The June 2010 Issue

The Challenge of Elderly Callers

By Barry Spiegelman

Delivering and receiving critical information by telephone is an especially challenging proposition when an elderly caller is on the other end of the line.  Whether the impediments are technological, physiological, or psychological, or a combination of all three, telephone communication with seniors requires an elevated level of skill, attention, and patience.

While the younger generation is busy applauding the convenience, mobility, and personalization new technology brings, this is often viewed quite differently by seniors.  As a rule, older people are less at ease with technology.  To most seniors, smaller, faster phones with their buttons and gizmos can present a daunting challenge.

BlackBerries and iPhones are just one of the communication challenges that face older people today.  The perceived benefits of new technology are negligible to many elderly persons whose telephone needs are very simple.  In addition, seniors can also find the telephone challenging because of physical or sociological factors.  These could include:

  • Hearing loss, which may interfere with both speech and comprehension.
  • Diminished vision and mobility, which may create obstacles to dialing, following phone prompts, and writing or reading notes.
  • Strokes, foreign accents, or even ill-fitting dentures, which may complicate even the simplest verbal communications.
  • Memory loss, dementia, and age-related attention disorders, which may cause a caller to lose the thread of conversation, forget to ask important questions, become frustrated and angry, repeat themselves, or even fall asleep during the course of a call.
  • Loneliness and isolation, which may cause callers to engage in lengthy conversations.
  • Social or cultural norms, which may lead the elderly caller to avoid discussing problems directly.

Frustrating as they are to the older people themselves, these issues also create daily challenges to unprepared call center agents at the other end of the connection.  Learning and practicing effective communication techniques is one of the most important skills for all call center personnel, especially those in the medical industry.

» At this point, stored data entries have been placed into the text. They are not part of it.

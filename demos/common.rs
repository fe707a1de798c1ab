//! Shared utilities for demos.
//!
//! Provides common functionality used across demos:
//! - Command-line argument parsing
//! - Logging initialization
//! - Graceful exit handling

#![allow(dead_code)]

// ============================================================================
// Imports
// ============================================================================

use tracing_subscriber::EnvFilter;

// ============================================================================
// Constants
// ============================================================================

/// Controller host used when `--host` is not given.
pub const DEFAULT_HOST: &str = "localhost";

/// Controller port used when `--port` is not given.
pub const DEFAULT_PORT: u16 = 8000;

// ============================================================================
// Types
// ============================================================================

/// Command-line arguments for demos.
#[derive(Debug, Clone)]
pub struct Args {
    pub debug: bool,
    pub no_wait: bool,
    pub host: String,
    pub port: u16,
}

impl Args {
    /// Parse command-line arguments.
    pub fn parse() -> Self {
        let args: Vec<String> = std::env::args().collect();
        let value_of = |flag: &str| {
            args.iter()
                .position(|a| a == flag)
                .and_then(|i| args.get(i + 1))
                .cloned()
        };

        Self {
            debug: args.iter().any(|a| a == "--debug"),
            no_wait: args.iter().any(|a| a == "--no-wait"),
            host: value_of("--host").unwrap_or_else(|| DEFAULT_HOST.to_owned()),
            port: value_of("--port")
                .and_then(|p| p.parse().ok())
                .unwrap_or(DEFAULT_PORT),
        }
    }
}

// ============================================================================
// Functions
// ============================================================================

/// Initialize tracing/logging.
pub fn init_logging(debug: bool) {
    let filter = if debug {
        "owls_client=debug"
    } else {
        "owls_client=info"
    };

    tracing_subscriber::fmt()
        .with_env_filter(EnvFilter::new(filter))
        .with_target(false)
        .init();
}

/// Wait for Ctrl+C or skip if `--no-wait` flag is set.
pub async fn wait_for_exit(no_wait: bool) {
    if no_wait {
        println!("[--no-wait] Skipping wait");
        return;
    }

    println!("Press Ctrl+C to exit...");
    tokio::signal::ctrl_c().await.ok();
}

Based on nearly two decades of experience answering more than 15 million calls, many from the elderly, here are four essential ingredients to communicating with seniors over the phone:

1. Patience:

Patience means listening carefully, empathetically, not rushing the speaker or jumping to conclusions, not interrupting, and never finishing the caller’s sentences for them.

2. Careful, thoughtful speech:

Speak slowly and enunciate clearly, and also pay special attention to vocal quality.  If an elderly caller is agitated, their voice may rise in pitch and volume.  Unconsciously mirroring that tone or being drawn into the caller’s agitation can quickly turn a helpful call into a confrontation.

3. Special probing skills:

Questions may need to be asked, rephrased, and asked again, and the answers paraphrased and reconfirmed.

4. Respect:

Using titles such as Dr., Mr., and Mrs. is particularly important.  At the same time, be careful to avoid patronizing language or tone.

Medical call centers can do their part to aid in the communication process by providing their agents with special training specifically focused on speaking with elderly callers so they can be better prepared to be of true service to this important segment of the population.

Barry Spiegelman is cofounder and chief customer officer of The Beryl Companies.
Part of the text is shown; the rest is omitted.